Il presidente del Consiglio Matteo Renzi (foto LaPresse)

Nomenclatura furiosa

Cosa rischia Renzi dopo i due ceffoni alle feluche e ai consiglieri di stato

Salvatore Merlo
I diplomatici compulsano la graduatoria stravolta dalla nomina di Calenda. A Palazzo Spada panico da rottamazione. Strappi, scortesie, catena corta.
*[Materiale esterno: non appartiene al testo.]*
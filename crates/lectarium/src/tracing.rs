//! Logging setup shared by Lectarium binaries.

use tracing_subscriber::{fmt, prelude::*, EnvFilter};

/// Initialize tracing.
///
/// Sets up tracing-subscriber with:
/// - Environment filter (RUST_LOG), falling back to `default_filter`
/// - Compact format on stderr, leaving stdout for command output
pub fn init_with_filter(default_filter: &str) {
    let filter =
        EnvFilter::try_from_default_env().unwrap_or_else(|_| EnvFilter::new(default_filter));

    tracing_subscriber::registry()
        .with(filter)
        .with(fmt::layer().compact().with_writer(std::io::stderr))
        .init();
}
Roma. “L’incarico di Carlo Calenda è frutto di una misura eccezionale, adottata in circostanze particolari”, ha detto di fronte alla commissione Esteri della Camera. E non appena le parole del sottosegretario Enzo Amendola, ieri, sono arrivate alla Farnesina, al ministero, e si sono diffuse tra i diplomatici di carriera che hanno osservato con disappunto la nomina del viceministro Calenda alla guida della Rappresentanza italiana a Bruxelles, qualcuno ha sorriso, ma di un ghigno dolente, un umano cedere dei muscoli che mutano i connotati: “Misura eccezionale per circostanze particolari… Perché noi non siamo forse in grado di gestire queste ‘circostanze particolari’?”, ironizza un ambasciatore di riconosciuta onestà e sobrietà.

 

E da qualche giorno, consoli, ambasciatori e funzionari sporcano le loro giornate di sguardi combattivi, movimenti gravi, pensieri malinconici. I più giovani compulsano “il bollettino”, il libro che arreda tutte le stanze di tutti i diplomatici italiani: è la bibbia gerarchica, la graduatoria. Confrontando nomi, posizioni e punteggi riassunti in questo libro, ciascuno può costruire e persino immaginare il suo destino: l’impiego più o meno prestigioso, la sede ambita o quella disagiata, “quanta gente c’è prima di me?”. Tutto un cosmo ordinato, con un suo codice, delle regole, persino una presunzione di eternità che tuttavia la nomina di Carlo Calenda, “il politico fatto diplomatico”, adesso manda per aria: “Renzi sceglierà così anche per New York? E lo farà pure per Tripoli, quando sarà il momento?”, si chiede il nostro anonimo ambasciatore, uomo che possiede il pessimismo dell’intelligenza e che dunque si dà anche una risposta: “E’ ovvio che lo farà”. Renzi dunque, il più odiato dalla nomenclatura. Dalla Farnesina, fino al Consiglio di stato. Dove ha stravolto la consuetudine, anche lì.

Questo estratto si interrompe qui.